(INPUT MATERIAL):
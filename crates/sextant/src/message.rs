//! Message formatting for parser error reports.
//!
//! Every error report names a message *domain* and a *key*. The
//! [`FormatterRegistry`] maps each known [`Domain`] to a [`MessageFormatter`]
//! that turns the key and its arguments into readable text:
//!
//! - XML well-formedness and XML namespaces share the XML catalog
//! - XML Schema validation uses [`SchemaFormatter`]
//! - `xml-model` processing instructions use their own catalog
//!
//! # Example
//!
//! ```
//! # use sextant::event::Argument;
//! # use sextant::message::{Domain, FormatterRegistry, Locale};
//! let registry = FormatterRegistry::with_defaults();
//! let formatter = registry.get(&Domain::Xml).unwrap();
//!
//! let message = formatter.format(&Locale::default(), "ETagRequired", &[Argument::from("root")]);
//! assert_eq!(
//!     message,
//!     "The element type \"root\" must be terminated by the matching end-tag \"</root>\"."
//! );
//! ```

mod catalog;
mod domain;
mod format;
mod formatter;
mod registry;
mod schema;

pub use catalog::CatalogFormatter;
pub use domain::Domain;
pub use format::{fallback_message, format_message};
pub use formatter::{Locale, MessageFormatter};
pub use registry::FormatterRegistry;
pub use schema::SchemaFormatter;
//! Configuration file loading for the CLI
//!
//! This module handles finding and loading TOML configuration files
//! from various locations (explicit path, local directory, system directory).

use std::{
    fs,
    path::{Path, PathBuf},
};

use directories::ProjectDirs;
use log::{debug, info};
use thiserror::Error;

use sextant::{SextantError, config::AppConfig};

/// Configuration-related errors for CLI
#[derive(Debug, Error)]
pub enum ConfigError {
    #[error("Failed to parse TOML configuration: {0}")]
    Parse(String),

    #[error("Missing configuration file: {0}")]
    MissingFile(PathBuf),
}

impl From<ConfigError> for SextantError {
    fn from(err: ConfigError) -> Self {
        SextantError::Config(err.to_string())
    }
}

/// Find and load configuration from various locations
///
/// Search order:
/// 1. Explicit path if provided
/// 2. Local project directory (sextant/config.toml)
/// 3. Platform-specific config directory
/// 4. Default config if none found
///
/// # Errors
///
/// Returns error if:
/// - Explicit path is provided but file doesn't exist
/// - Config file exists but cannot be parsed
pub fn load_config(explicit_path: Option<impl AsRef<Path>>) -> Result<AppConfig, SextantError> {
    if let Some(path) = explicit_path {
        let path = path.as_ref();
        info!(path = path.display().to_string(); "Loading configuration from explicit path");
        return load_config_file(path);
    }

    let local_config = Path::new("sextant/config.toml");
    if local_config.exists() {
        info!(path = local_config.display().to_string(); "Loading configuration from local path");
        return load_config_file(local_config);
    }

    if let Some(proj_dirs) = ProjectDirs::from("com", "sextant", "sextant") {
        let system_config = proj_dirs.config_dir().join("config.toml");

        if system_config.exists() {
            info!(path = system_config.display().to_string(); "Loading configuration from system path");
            return load_config_file(system_config);
        }

        debug!(path = system_config.display().to_string(); "System configuration file not found");
    } else {
        debug!("Could not determine platform-specific config directory");
    }

    debug!("No configuration file found, using default configuration");
    Ok(AppConfig::default())
}

/// Load configuration from a TOML file
///
/// # Errors
///
/// Returns error if:
/// - File doesn't exist
/// - File cannot be read
/// - TOML parsing fails
fn load_config_file(path: impl AsRef<Path>) -> Result<AppConfig, SextantError> {
    let path = path.as_ref();

    if !path.exists() {
        return Err(ConfigError::MissingFile(path.to_path_buf()).into());
    }

    let content = fs::read_to_string(path)?;

    let config: AppConfig =
        toml::from_str(&content).map_err(|e| ConfigError::Parse(e.to_string()))?;

    Ok(config)
}
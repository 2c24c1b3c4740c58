//! Session principal
//!
//! The identity the session layer attaches to a request after login.

use serde::{Deserialize, Serialize};

use crate::auth::results::UserRecord;

#[derive(Debug, Clone, Default, Serialize, Deserialize, PartialEq, Eq)]
pub struct Principal {
    pub username: String,
    #[serde(default)]
    pub roles: Vec<String>,
}

impl Principal {
    pub fn new(username: impl Into<String>, roles: Vec<String>) -> Self {
        Self {
            username: username.into(),
            roles,
        }
    }
}

impl From<&UserRecord> for Principal {
    fn from(record: &UserRecord) -> Self {
        Self {
            username: record.username.clone(),
            roles: record.roles.clone(),
        }
    }
}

(DESCRIPTION OF THE TASK): For the word "root", work out how many lines of the entries contain it, and state the number alone.

(THE ANSWER): 2